L’époque de Moreno, et son maintien jusqu’à nous.

Un homme de théâtre bordelais, (Guy Dumur, décédé en 1991), présente l’édition du Théâtre de la Spontanéité avec ce titre, assez bien trouvé, bien qu’un peu ironique : « L’ouvre-boîte du Docteur Moreno ». En peu de mots il résume pourtant avec justesse la pensée morénienne : « Le but, c’est la connaissance du moi, à une époque, pense-t-il, qui nie l’individu et la participation active. (…) Il se situe dans une époque de rupture et de rébellion. Il souhaite tout bonnement que tout un chacun puisse accéder à un haut degré de conscience, en créant son espace imaginaire. Au lieu d’un théâtre des auteurs et des acteurs, il veut faire le théâtre du public. C’est un acte de réconciliation et, au-delà, une tentative pour abolir nos contingences ».  L’ambition de Moreno est grande, comme forte est sa confiance en la nature humaine. Cet espace mental, il le définit « comme le lieu où notre éternelle question du libre arbitre trouve une réponse adéquate »7. 
 
Il n’a pas caché, qu’enfant il s’amusait à jouer de petites pièces de théâtre, avec ses camarades.
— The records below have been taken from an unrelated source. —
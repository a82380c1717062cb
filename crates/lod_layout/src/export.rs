use crate::error::{LayoutError, Result};
use crate::optimize::LayoutRecord;
use chrono::Local;
use csv::WriterBuilder;
use std::{
    fs::File,
    io::BufWriter,
    path::{Path, PathBuf},
};
use strum_macros::{Display, EnumString};

/// Which files a run writes
#[derive(Debug, Clone, Copy, PartialEq, Eq, Display, EnumString)]
#[strum(serialize_all = "kebab-case")]
pub enum ExportFormat {
    Json,
    Csv,
    Both,
}

impl ExportFormat {
    pub fn writes_json(self) -> bool {
        matches!(self, ExportFormat::Json | ExportFormat::Both)
    }

    pub fn writes_csv(self) -> bool {
        matches!(self, ExportFormat::Csv | ExportFormat::Both)
    }
}

fn timestamped_path(output_dir: Option<&Path>, extension: &str) -> Result<PathBuf> {
    let timestamp = Local::now().format("%Y-%m-%d_%H-%M-%S");
    let filename = format!("layout_{timestamp}.{extension}");

    if let Some(dir) = output_dir {
        std::fs::create_dir_all(dir).map_err(|e| LayoutError::CreateDir {
            path: dir.to_path_buf(),
            source: e,
        })?;
        Ok(dir.join(filename))
    } else {
        Ok(filename.into())
    }
}

fn create_file(path: &Path) -> Result<BufWriter<File>> {
    let file = File::create(path).map_err(|e| LayoutError::CreateFile {
        path: path.to_path_buf(),
        source: e,
    })?;
    Ok(BufWriter::new(file))
}

/// Writes the records as a pretty JSON array, the renderer's input format
pub fn export_layout_json(records: &[LayoutRecord], output_dir: Option<&Path>) -> Result<PathBuf> {
    let file_path = timestamped_path(output_dir, "json")?;
    let writer = create_file(&file_path)?;
    serde_json::to_writer_pretty(writer, records)?;
    Ok(file_path)
}

/// Writes the records as `Name,Level,Column,Row`
pub fn export_layout_csv(records: &[LayoutRecord], output_dir: Option<&Path>) -> Result<PathBuf> {
    let file_path = timestamped_path(output_dir, "csv")?;
    let writer = create_file(&file_path)?;

    #[allow(unused_mut)]
    let mut builder = WriterBuilder::new();
    #[cfg(windows)]
    {
        use csv::Terminator;
        builder = builder.terminator(Terminator::CRLF);
    }
    let mut wtr = builder.from_writer(writer);

    wtr.write_record(["Name", "Level", "Column", "Row"])?;
    for record in records {
        let level = u8::from(record.level).to_string();
        let col = record.position[0].to_string();
        let row = record.position[1].to_string();
        wtr.write_record([record.name.as_str(), &level, &col, &row])?;
    }

    wtr.flush()?;
    Ok(file_path)
}

/// Reads a layout previously written by [`export_layout_json`]
pub fn read_layout_json<P: AsRef<Path>>(path: P) -> Result<Vec<LayoutRecord>> {
    let file = File::open(path)?;
    let records = serde_json::from_reader(std::io::BufReader::new(file))?;
    Ok(records)
}

#[cfg(test)]
mod tests {
    use super::*;
    use crate::geometry::DetailLevel;
    use std::str::FromStr;
    use tempfile::TempDir;

    fn sample() -> Vec<LayoutRecord> {
        vec![
            LayoutRecord {
                name: "alpha".to_string(),
                level: DetailLevel::Detailed,
                position: [0, 2],
            },
            LayoutRecord {
                name: "gamma".to_string(),
                level: DetailLevel::Icon,
                position: [6, 3],
            },
        ]
    }

    #[test]
    fn test_export_json_reads_back() {
        let temp_dir = TempDir::new().unwrap();
        let path = export_layout_json(&sample(), Some(temp_dir.path())).unwrap();

        let name = path.file_name().unwrap().to_string_lossy().to_string();
        assert!(name.starts_with("layout_"));
        assert!(name.ends_with(".json"));

        let records = read_layout_json(&path).unwrap();
        assert_eq!(records, sample());
    }

    #[test]
    fn test_csv_content_format() {
        let temp_dir = TempDir::new().unwrap();
        let path = export_layout_csv(&sample(), Some(temp_dir.path())).unwrap();
        let content = std::fs::read_to_string(&path).unwrap();

        let lines: Vec<&str> = content.lines().collect();
        assert_eq!(lines, vec!["Name,Level,Column,Row", "alpha,2,0,2", "gamma,0,6,3"]);
    }

    #[test]
    fn test_export_empty_layout() {
        let temp_dir = TempDir::new().unwrap();
        let path = export_layout_json(&[], Some(temp_dir.path())).unwrap();
        assert!(read_layout_json(&path).unwrap().is_empty());

        let path = export_layout_csv(&[], Some(temp_dir.path())).unwrap();
        let content = std::fs::read_to_string(&path).unwrap();
        assert_eq!(content.trim_end(), "Name,Level,Column,Row");
    }

    #[test]
    fn test_creates_nested_output_directory() {
        let temp_dir = TempDir::new().unwrap();
        let nested = temp_dir.path().join("runs").join("today");
        let path = export_layout_json(&sample(), Some(&nested)).unwrap();
        assert!(path.starts_with(&nested));
        assert!(path.exists());
    }

    #[test]
    fn test_read_rejects_bad_level() {
        let temp_dir = TempDir::new().unwrap();
        let path = temp_dir.path().join("bad.json");
        std::fs::write(&path, r#"[{"name":"a","level":7,"position":[0,0]}]"#).unwrap();
        assert!(matches!(read_layout_json(&path), Err(LayoutError::Json(_))));
    }

    #[test]
    fn test_export_format_parse() {
        assert_eq!(ExportFormat::from_str("both").unwrap(), ExportFormat::Both);
        assert!(ExportFormat::Json.writes_json());
        assert!(!ExportFormat::Json.writes_csv());
        assert!(ExportFormat::from_str("xml").is_err());
    }
}
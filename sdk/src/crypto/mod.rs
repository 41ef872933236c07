//! # Cryptographic Primitives
//!
//! Shared building blocks for every manager that touches keys or digests.
//! Nothing here is invented: Ed25519 (ed25519-dalek) signs, AES-256-GCM
//! (aes-gcm) seals, X25519 (x25519-dalek) agrees on keys, Argon2id
//! (argon2) stretches passwords, SHA-256 and BLAKE3 hash. The modules are thin, typed wrappers so the rest of the SDK
//! never handles raw cipher APIs.

pub mod encryption;
pub mod exchange;
pub mod hash;
pub mod keys;
pub mod password;

pub use encryption::{decrypt, derive_key, encrypt, EncryptionError};
pub use exchange::{generate_x25519_keypair, ExchangeError};
pub use hash::{
    blake3_hash, double_sha256, long_id, merkle_root, sha256, sha256_array, sha256_hex, short_id,
};
pub use keys::{
    address_from_public_key, is_valid_address, validate_address, KeyError, SatoxKeypair,
    SatoxPublicKey, SatoxSignature,
};
pub use password::{hash_password, verify_password, PasswordError};
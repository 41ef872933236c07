//! GraphQL client sharing the REST client's auth and retry handling.

use std::time::Duration;

use serde::de::DeserializeOwned;
use serde::{Deserialize, Serialize};
use serde_json::{json, Value};
use tracing::debug;

use super::auth::Auth;
use super::error::{ApiError, ApiResult};
use super::rest::{handle_response, DEFAULT_TIMEOUT};
use super::retry::RetryPolicy;

#[derive(Debug, Clone, Default, PartialEq, Serialize)]
#[serde(rename_all = "camelCase")]
pub struct GraphQlRequest {
    pub query: String,
    #[serde(skip_serializing_if = "Option::is_none")]
    pub variables: Option<Value>,
    #[serde(skip_serializing_if = "Option::is_none")]
    pub operation_name: Option<String>,
}

impl GraphQlRequest {
    pub fn new(query: impl Into<String>) -> Self {
        Self {
            query: query.into(),
            ..Self::default()
        }
    }

    pub fn variables(mut self, variables: Value) -> Self {
        self.variables = Some(variables);
        self
    }

    pub fn operation_name(mut self, name: impl Into<String>) -> Self {
        self.operation_name = Some(name.into());
        self
    }
}

#[derive(Debug, Clone, PartialEq, Deserialize)]
pub struct GraphQlError {
    pub message: String,
    #[serde(default)]
    pub path: Option<Vec<Value>>,
}

#[derive(Debug, Deserialize)]
pub struct GraphQlResponse<T> {
    pub data: Option<T>,
    #[serde(default)]
    pub errors: Vec<GraphQlError>,
}

#[derive(Debug, Clone, PartialEq, Eq, Serialize, Deserialize)]
#[serde(rename_all = "camelCase")]
pub struct AssetNode {
    pub id: String,
    pub name: String,
    pub symbol: String,
    pub owner: String,
    pub total_supply: u64,
    pub decimals: u8,
}

#[derive(Debug, Clone, Default, PartialEq, Eq, Serialize, Deserialize)]
#[serde(rename_all = "camelCase")]
pub struct PageInfo {
    pub has_next_page: bool,
    pub end_cursor: Option<String>,
}

#[derive(Debug, Clone, PartialEq, Eq, Serialize, Deserialize)]
pub struct Edge<T> {
    pub cursor: String,
    pub node: T,
}

#[derive(Debug, Clone, PartialEq, Eq, Serialize, Deserialize)]
#[serde(rename_all = "camelCase")]
pub struct Connection<T> {
    pub edges: Vec<Edge<T>>,
    pub page_info: PageInfo,
}

impl<T> Connection<T> {
    pub fn nodes(&self) -> impl Iterator<Item = &T> {
        self.edges.iter().map(|edge| &edge.node)
    }
}

const ASSET_FIELDS: &str = "id name symbol owner totalSupply decimals";

#[derive(Clone, Debug)]
pub struct GraphQlClient {
    client: reqwest::Client,
    endpoint: String,
    auth: Auth,
    retry: RetryPolicy,
}

impl GraphQlClient {
    pub fn new(endpoint: &str) -> ApiResult<Self> {
        Self::with_timeout(endpoint, DEFAULT_TIMEOUT)
    }

    pub fn with_timeout(endpoint: &str, timeout: Duration) -> ApiResult<Self> {
        Ok(Self {
            client: reqwest::Client::builder().timeout(timeout).build()?,
            endpoint: endpoint.trim_end_matches('/').to_string(),
            auth: Auth::None,
            retry: RetryPolicy::default(),
        })
    }

    pub fn with_auth(mut self, auth: Auth) -> Self {
        self.auth = auth;
        self
    }

    pub fn with_retry_policy(mut self, retry: RetryPolicy) -> Self {
        self.retry = retry;
        self
    }

    /// POST the request and return `data`, or every error message.
    pub async fn execute<T: DeserializeOwned>(&self, request: &GraphQlRequest) -> ApiResult<T> {
        debug!(operation = ?request.operation_name, "graphql request");
        let response: GraphQlResponse<T> = self
            .retry
            .run(|| {
                let builder = self.auth.apply(self.client.post(&self.endpoint).json(request));
                async move { handle_response(builder.send().await?).await }
            })
            .await?;

        if !response.errors.is_empty() {
            return Err(ApiError::GraphQl(
                response.errors.into_iter().map(|e| e.message).collect(),
            ));
        }
        response.data.ok_or(ApiError::EmptyResponse)
    }

    pub async fn query<T: DeserializeOwned>(&self, query: &str, variables: Value) -> ApiResult<T> {
        self.execute(&GraphQlRequest::new(query).variables(variables))
            .await
    }

    pub async fn asset(&self, id: &str) -> ApiResult<Option<AssetNode>> {
        #[derive(Deserialize)]
        struct Data {
            asset: Option<AssetNode>,
        }
        let request = GraphQlRequest::new(format!(
            "query Asset($id: ID!) {{ asset(id: $id) {{ {ASSET_FIELDS} }} }}"
        ))
        .variables(json!({ "id": id }))
        .operation_name("Asset");
        Ok(self.execute::<Data>(&request).await?.asset)
    }

    pub async fn assets(&self, first: u32, after: Option<&str>) -> ApiResult<Connection<AssetNode>> {
        #[derive(Deserialize)]
        struct Data {
            assets: Connection<AssetNode>,
        }
        let request = GraphQlRequest::new(format!(
            "query Assets($first: Int!, $after: String) {{ assets(first: $first, after: $after) \
             {{ edges {{ cursor node {{ {ASSET_FIELDS} }} }} pageInfo {{ hasNextPage endCursor }} }} }}"
        ))
        .variables(json!({ "first": first, "after": after }))
        .operation_name("Assets");
        Ok(self.execute::<Data>(&request).await?.assets)
    }
}
//! Core type definitions for Satox transactions.
//!
//! A transaction spends a list of inputs into a list of outputs; whatever
//! the outputs leave behind is the fee. Amounts are base units throughout.

use chrono::{DateTime, Utc};
use serde::{Deserialize, Serialize};
use std::fmt;
use thiserror::Error;

use crate::crypto::hash::sha256_hex;
use crate::lifecycle::LifecycleError;

// ---------------------------------------------------------------------------
// Errors
// ---------------------------------------------------------------------------

#[derive(Debug, Error, Clone, PartialEq, Eq)]
pub enum TransactionError {
    #[error(transparent)]
    Lifecycle(#[from] LifecycleError),

    #[error("invalid transaction: {0}")]
    InvalidInput(String),

    #[error("insufficient funds: inputs {available}, outputs plus fee {required}")]
    InsufficientFunds { available: u64, required: u64 },

    #[error("fee {fee} outside allowed range {min}..={max}")]
    FeeOutOfRange { fee: u64, min: u64, max: u64 },

    #[error("amount overflow")]
    Overflow,

    #[error("transaction size {size} exceeds {max} bytes")]
    TooLarge { size: usize, max: usize },

    #[error("transaction not found: {0}")]
    NotFound(String),

    #[error("transaction {txid} is {actual}, expected {expected}")]
    InvalidStatus {
        txid: String,
        actual: TxStatus,
        expected: TxStatus,
    },

    #[error("transaction id mismatch: expected {expected}, got {actual}")]
    IdMismatch { expected: String, actual: String },

    #[error("transaction {0} is unsigned")]
    MissingSignature(String),

    #[error("invalid signature: {0}")]
    InvalidSignature(String),

    #[error("input address {0} has no matching signature")]
    UnsignedInput(String),
}

// ---------------------------------------------------------------------------
// Config
// ---------------------------------------------------------------------------

#[derive(Debug, Clone, PartialEq, Serialize, Deserialize)]
#[serde(default)]
pub struct TransactionConfig {
    pub min_fee: u64,
    pub max_fee: u64,
    pub default_fee: u64,
    /// Upper bound on the estimated serialized size, in bytes.
    pub max_size: usize,
    pub required_confirmations: u32,
    pub fee_rate_per_byte: u64,
}

impl Default for TransactionConfig {
    fn default() -> Self {
        Self {
            min_fee: 1_000,
            max_fee: 100_000_000,
            default_fee: 1_000,
            max_size: 1_000_000,
            required_confirmations: 6,
            fee_rate_per_byte: 10,
        }
    }
}

// ---------------------------------------------------------------------------
// Status
// ---------------------------------------------------------------------------

#[derive(Debug, Clone, Copy, PartialEq, Eq, Hash, Serialize, Deserialize)]
#[serde(rename_all = "lowercase")]
pub enum TxStatus {
    Pending,
    Signed,
    Broadcast,
    Confirmed,
    Failed,
}

impl fmt::Display for TxStatus {
    fn fmt(&self, f: &mut fmt::Formatter<'_>) -> fmt::Result {
        let s = match self {
            TxStatus::Pending => "pending",
            TxStatus::Signed => "signed",
            TxStatus::Broadcast => "broadcast",
            TxStatus::Confirmed => "confirmed",
            TxStatus::Failed => "failed",
        };
        f.write_str(s)
    }
}

// ---------------------------------------------------------------------------
// Inputs, outputs, signatures
// ---------------------------------------------------------------------------

#[derive(Debug, Clone, PartialEq, Eq, Serialize, Deserialize)]
pub struct TxInput {
    /// The transaction whose output is being spent.
    pub txid: String,
    pub vout: u32,
    #[serde(default)]
    pub script_sig: String,
    #[serde(default = "default_sequence")]
    pub sequence: u32,
    pub amount: u64,
    #[serde(default)]
    pub address: String,
}

fn default_sequence() -> u32 {
    u32::MAX
}

impl TxInput {
    pub fn new(txid: impl Into<String>, vout: u32, amount: u64, address: impl Into<String>) -> Self {
        Self {
            txid: txid.into(),
            vout,
            script_sig: String::new(),
            sequence: default_sequence(),
            amount,
            address: address.into(),
        }
    }
}

#[derive(Debug, Clone, PartialEq, Eq, Serialize, Deserialize)]
pub struct TxOutput {
    pub value: u64,
    pub n: u32,
    #[serde(default)]
    pub script_pub_key: String,
    pub address: String,
    #[serde(default = "default_output_kind")]
    pub kind: String,
}

fn default_output_kind() -> String {
    "pubkeyhash".to_string()
}

impl TxOutput {
    /// A pay-to-address output. `n` is assigned when the transaction is
    /// created.
    pub fn to_address(address: impl Into<String>, value: u64) -> Self {
        Self {
            value,
            n: 0,
            script_pub_key: String::new(),
            address: address.into(),
            kind: default_output_kind(),
        }
    }
}

/// One signer's contribution: hex public key and hex signature over the txid.
#[derive(Debug, Clone, PartialEq, Eq, Serialize, Deserialize)]
pub struct TxSignature {
    pub public_key: String,
    pub signature: String,
}

// ---------------------------------------------------------------------------
// Transaction
// ---------------------------------------------------------------------------

/// A Satox transaction.
///
/// `txid` is `hex(sha256(signable_bytes))`, which excludes signatures and
/// every status field, so the id is fixed from creation onwards.
#[derive(Debug, Clone, PartialEq, Eq, Serialize, Deserialize)]
pub struct Transaction {
    pub txid: String,
    pub inputs: Vec<TxInput>,
    pub outputs: Vec<TxOutput>,
    pub fee: u64,
    pub size: usize,
    pub status: TxStatus,
    pub confirmations: u32,
    pub block_hash: Option<String>,
    pub block_height: Option<u64>,
    pub signatures: Vec<TxSignature>,
    pub created_at: DateTime<Utc>,
}

impl Transaction {
    /// Canonical bytes for id computation and signing.
    ///
    /// Fixed-width little-endian integers and NUL-terminated strings, so the
    /// encoding does not depend on any serializer's field order.
    pub fn signable_bytes(&self) -> Vec<u8> {
        let mut buf = Vec::with_capacity(64 + 96 * (self.inputs.len() + self.outputs.len()));

        buf.extend_from_slice(&(self.inputs.len() as u32).to_le_bytes());
        for input in &self.inputs {
            push_str(&mut buf, &input.txid);
            buf.extend_from_slice(&input.vout.to_le_bytes());
            push_str(&mut buf, &input.script_sig);
            buf.extend_from_slice(&input.sequence.to_le_bytes());
            buf.extend_from_slice(&input.amount.to_le_bytes());
            push_str(&mut buf, &input.address);
        }

        buf.extend_from_slice(&(self.outputs.len() as u32).to_le_bytes());
        for output in &self.outputs {
            buf.extend_from_slice(&output.value.to_le_bytes());
            buf.extend_from_slice(&output.n.to_le_bytes());
            push_str(&mut buf, &output.script_pub_key);
            push_str(&mut buf, &output.address);
            push_str(&mut buf, &output.kind);
        }

        buf.extend_from_slice(&self.fee.to_le_bytes());
        buf.extend_from_slice(&self.created_at.timestamp_millis().to_le_bytes());
        buf
    }

    pub fn compute_txid(&self) -> String {
        sha256_hex(&self.signable_bytes())
    }

    pub fn total_input(&self) -> Option<u64> {
        self.inputs
            .iter()
            .try_fold(0u64, |acc, i| acc.checked_add(i.amount))
    }

    pub fn total_output(&self) -> Option<u64> {
        self.outputs
            .iter()
            .try_fold(0u64, |acc, o| acc.checked_add(o.value))
    }

    pub fn is_signed(&self) -> bool {
        !self.signatures.is_empty()
    }

    /// True if `address` spends or receives in this transaction.
    pub fn involves(&self, address: &str) -> bool {
        self.inputs.iter().any(|i| i.address == address)
            || self.outputs.iter().any(|o| o.address == address)
    }
}

fn push_str(buf: &mut Vec<u8>, s: &str) {
    buf.extend_from_slice(s.as_bytes());
    buf.push(0x00);
}

/// Size estimate in bytes: 148 per input, 34 per output, 10 overhead.
pub fn estimate_size(n_inputs: usize, n_outputs: usize) -> usize {
    148 * n_inputs + 34 * n_outputs + 10
}
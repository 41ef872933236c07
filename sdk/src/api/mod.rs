//! # Node API Clients
//!
//! REST, WebSocket and GraphQL clients for talking to a running Satox
//! node. HTTP clients share [`Auth`] and [`RetryPolicy`].

pub mod auth;
pub mod error;
pub mod graphql;
pub mod rest;
pub mod retry;
pub mod websocket;

pub use auth::Auth;
pub use error::{ApiError, ApiResult};
pub use graphql::{Connection, Edge, GraphQlClient, GraphQlError, GraphQlRequest, PageInfo};
pub use rest::{Pagination, RestClient};
pub use retry::RetryPolicy;
pub use websocket::{WebSocketClient, WebSocketConfig, VALID_TOPICS};
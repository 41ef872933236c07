//! # SDK Event Bus
//!
//! A `tokio::sync::broadcast` channel that managers publish to and that the
//! CLI's `/ws` endpoint (or any embedding application) subscribes to.
//!
//! Events carry a `topic` matching the WebSocket topic names understood by
//! [`crate::api::websocket`], so a server can forward them without any
//! translation table.

use chrono::{DateTime, Utc};
use serde::{Deserialize, Serialize};
use tokio::sync::broadcast;

/// Capacity of the broadcast channel. Slow subscribers that fall further
/// behind than this see `RecvError::Lagged` and skip ahead.
pub const EVENT_CHANNEL_CAPACITY: usize = 256;

/// Everything interesting that happens inside the SDK.
#[derive(Debug, Clone, Serialize, Deserialize, PartialEq)]
#[serde(tag = "type")]
pub enum SdkEvent {
    Initialized,
    Started,
    Stopped,
    Shutdown,
    AssetCreated {
        asset_id: String,
        symbol: String,
        owner: String,
    },
    AssetTransferred {
        transfer_id: String,
        asset_id: String,
        from: String,
        to: String,
        amount: u64,
    },
    NftMinted {
        token_id: String,
        collection_id: String,
        owner: String,
    },
    NftTransferred {
        token_id: String,
        from: String,
        to: String,
    },
    WalletCreated {
        wallet_id: String,
        name: String,
    },
    TransactionSubmitted {
        txid: String,
    },
    BlockProduced {
        height: u64,
        hash: String,
        tx_count: usize,
    },
    PeerConnected {
        address: String,
    },
    PeerDisconnected {
        address: String,
    },
    SyncCompleted {
        height: u64,
        at: DateTime<Utc>,
    },
}

impl SdkEvent {
    /// The subscription topic this event is delivered under.
    pub fn topic(&self) -> &'static str {
        match self {
            SdkEvent::Initialized | SdkEvent::Started | SdkEvent::Stopped | SdkEvent::Shutdown => {
                "node"
            }
            SdkEvent::AssetCreated { .. } | SdkEvent::AssetTransferred { .. } => "assets",
            SdkEvent::NftMinted { .. } | SdkEvent::NftTransferred { .. } => "nfts",
            SdkEvent::WalletCreated { .. } => "wallets",
            SdkEvent::TransactionSubmitted { .. } => "transactions",
            SdkEvent::BlockProduced { .. } => "blocks",
            SdkEvent::PeerConnected { .. } | SdkEvent::PeerDisconnected { .. } => "peers",
            SdkEvent::SyncCompleted { .. } => "sync",
        }
    }
}

/// Cloneable publishing handle shared by all managers.
#[derive(Debug, Clone)]
pub struct EventBus {
    tx: broadcast::Sender<SdkEvent>,
}

impl Default for EventBus {
    fn default() -> Self {
        Self::new(EVENT_CHANNEL_CAPACITY)
    }
}

impl EventBus {
    pub fn new(capacity: usize) -> Self {
        let (tx, _) = broadcast::channel(capacity);
        Self { tx }
    }

    /// Publish an event. Having no subscribers is not an error.
    pub fn publish(&self, event: SdkEvent) {
        let _ = self.tx.send(event);
    }

    pub fn subscribe(&self) -> broadcast::Receiver<SdkEvent> {
        self.tx.subscribe()
    }

    pub fn subscriber_count(&self) -> usize {
        self.tx.receiver_count()
    }
}

#[cfg(test)]
mod tests {
    use super::*;

    #[test]
    fn publish_without_subscribers_is_fine() {
        let bus = EventBus::default();
        bus.publish(SdkEvent::Started);
        assert_eq!(bus.subscriber_count(), 0);
    }

    #[tokio::test]
    async fn subscribers_receive_events() {
        let bus = EventBus::default();
        let mut rx = bus.subscribe();
        bus.publish(SdkEvent::TransactionSubmitted { txid: "ab".into() });
        let ev = rx.recv().await.unwrap();
        assert_eq!(ev.topic(), "transactions");
    }

    #[test]
    fn events_serialize_with_type_tag() {
        let ev = SdkEvent::BlockProduced {
            height: 3,
            hash: "ff".into(),
            tx_count: 1,
        };
        let json = serde_json::to_value(&ev).unwrap();
        assert_eq!(json["type"], "BlockProduced");
        assert_eq!(json["height"], 3);
    }
}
On jouait à Dieu ! Et c’est lui qui en prenait le rôle. Il est clair qu’il y a une manière christique chez lui d’appeler à se libérer. Mais rien de moins religieux que cet appel, aucune croyance dans un au-delà. Il serait plutôt un Christ faisant dégager les marchands du temple ! C’est en 1920 qu’il écrit, - il vit encore à Vienne : 
 
« Jamais l’individu n’avait paru plus insignifiant. Le verdict cumulé de la science était que l’univers qui environne l’homme pouvait tourner sans lui. Il n’était que l’un de ses sous-produits. Sa disparition ne changerait pas l’avenir du monde. »8 Quelle actualité ! Moreno se fait le promoteur du plus sain athéisme : il ne table pas sur un sauveur, mais sur ce fait que rien ne nous arrive, ni a fait ce que nous sommes, qui ne soit venu par « l’autre », si bien nommé par Freud, ‘Nebenmensch’, l’homme proche, le voisin, le premier visage que nous rencontrons. Il est utile de citer ce qui suit, au même endroit :
 
«À l’heure des heures les plus sombres de l’humanité, lorsque sa civilisation religieuse s’écroulait sous les assauts des armées, des soldats et des camarades, mon premier mouvement fut de donner à l’homme une nouvelle vision de Dieu, et de lui faire voir, dans un éclair, la religion universelle du futur, qui, j’en était sûr, unirait finalement et pour toujours, tous les peuples en une seule communauté. Au moment où les hommes se trouvaient dans la plus grande détresse, où le passé semblait une illusion, l’avenir une calamité et le présent un passe-temps fugitif, je formulai (…) l’antithèse la plus radicale de notre époque, en façonnant mon « je », le « je » et le « Soi » de la misérable créature humaine, à l’image du je et du Soi de Dieu, le Créateur du monde. Dès lors, il n’était pas nécessaire de prouver l’existence de Dieu, ni la création du monde par lui, si le « je » qu’Il avait créé avait pris part à sa propre création et à celle des autres. » Et c’est ainsi que Goethe a voulu Lila, et son Docteur Verazio.